- Problem to work on:
Transcribe all records exactly.
"""
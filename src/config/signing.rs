//! Shared-secret and replay-window configuration for request signing.

use super::ConfigError;
use std::{env, fmt, sync::Arc};

/// Default tolerance between the signing timestamp and the verifier's clock
pub const DEFAULT_MAX_SKEW_SECONDS: u64 = 300;

/// HMAC key shared out-of-band between the issuer and the commerce service.
///
/// `Debug` output is redacted.
#[derive(Clone)]
pub struct SharedSecret(Arc<[u8]>);

impl SharedSecret {
    /// Wrap a secret value, rejecting empty keys
    pub fn new(secret: impl AsRef<[u8]>) -> Result<Self, ConfigError> {
        let bytes = secret.as_ref();
        if bytes.is_empty() {
            return Err(ConfigError::EmptySecret);
        }
        Ok(Self(Arc::from(bytes)))
    }

    pub fn as_bytes(&self) -> &[u8] {
        &self.0
    }
}

impl fmt::Debug for SharedSecret {
    fn fmt(&self, f: &mut fmt::Formatter<'_>) -> fmt::Result {
        f.write_str("SharedSecret(<redacted>)")
    }
}

/// Configuration shared by the signer and the verifier
#[derive(Debug, Clone)]
pub struct SigningConfig {
    pub secret: SharedSecret,
    pub max_skew_seconds: u64,
}

impl SigningConfig {
    pub fn new(secret: SharedSecret) -> Self {
        Self {
            secret,
            max_skew_seconds: DEFAULT_MAX_SKEW_SECONDS,
        }
    }

    pub fn with_max_skew_seconds(mut self, max_skew_seconds: u64) -> Self {
        self.max_skew_seconds = max_skew_seconds;
        self
    }

    /// Load configuration from environment variables.
    ///
    /// `RELAY_SHARED_SECRET` is mandatory and has no fallback.
    /// `RELAY_MAX_SKEW_SECONDS` defaults to 300.
    pub fn from_env() -> Result<Self, ConfigError> {
        let secret = env::var("RELAY_SHARED_SECRET")
            .map_err(|_| ConfigError::Missing("RELAY_SHARED_SECRET"))?;

        let max_skew_seconds = match env::var("RELAY_MAX_SKEW_SECONDS") {
            Ok(raw) => raw.parse().map_err(|e| ConfigError::Invalid {
                name: "RELAY_MAX_SKEW_SECONDS",
                reason: format!("{e}"),
            })?,
            Err(_) => DEFAULT_MAX_SKEW_SECONDS,
        };

        Ok(Self {
            secret: SharedSecret::new(secret)?,
            max_skew_seconds,
        })
    }
}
"""
- Answer section:
filename src/config/signing.rs
//! Shared-secret and replay-window configuration for request signing.

use super::ConfigError;
use std::{env, fmt, sync::Arc};

/// Default tolerance between the signing timestamp and the verifier's clock
pub const DEFAULT_MAX_SKEW_SECONDS: u64 = 300;

/// HMAC key shared out-of-band between the issuer and the commerce service.
///
/// `Debug` output is redacted.
#[derive(Clone)]
pub struct SharedSecret(Arc<[u8]>);

impl SharedSecret {
    /// Wrap a secret value, rejecting empty keys
    pub fn new(secret: impl AsRef<[u8]>) -> Result<Self, ConfigError> {
        let bytes = secret.as_ref();
        if bytes.is_empty() {
            return Err(ConfigError::EmptySecret);
        }
        Ok(Self(Arc::from(bytes)))
    }

    pub fn as_bytes(&self) -> &[u8] {
        &self.0
    }
}

impl fmt::Debug for SharedSecret {
    fn fmt(&self, f: &mut fmt::Formatter<'_>) -> fmt::Result {
        f.write_str("SharedSecret(<redacted>)")
    }
}

/// Configuration shared by the signer and the verifier
#[derive(Debug, Clone)]
pub struct SigningConfig {
    pub secret: SharedSecret,
    pub max_skew_seconds: u64,
}

impl SigningConfig {
    pub fn new(secret: SharedSecret) -> Self {
        Self {
            secret,
            max_skew_seconds: DEFAULT_MAX_SKEW_SECONDS,
        }
    }

    pub fn with_max_skew_seconds(mut self, max_skew_seconds: u64) -> Self {
        self.max_skew_seconds = max_skew_seconds;
        self
    }

    /// Load configuration from environment variables.
    ///
    /// `RELAY_SHARED_SECRET` is mandatory and has no fallback.
    /// `RELAY_MAX_SKEW_SECONDS` defaults to 300.
    pub fn from_env() -> Result<Self, ConfigError> {
        let secret = env::var("RELAY_SHARED_SECRET")
            .map_err(|_| ConfigError::Missing("RELAY_SHARED_SECRET"))?;

        let max_skew_seconds = match env::var("RELAY_MAX_SKEW_SECONDS") {
            Ok(raw) => raw.parse().map_err(|e| ConfigError::Invalid {
                name: "RELAY_MAX_SKEW_SECONDS",
                reason: format!("{e}"),
            })?,
            Err(_) => DEFAULT_MAX_SKEW_SECONDS,
        };

        Ok(Self {
            secret: SharedSecret::new(secret)?,
            max_skew_seconds,
        })
    }
}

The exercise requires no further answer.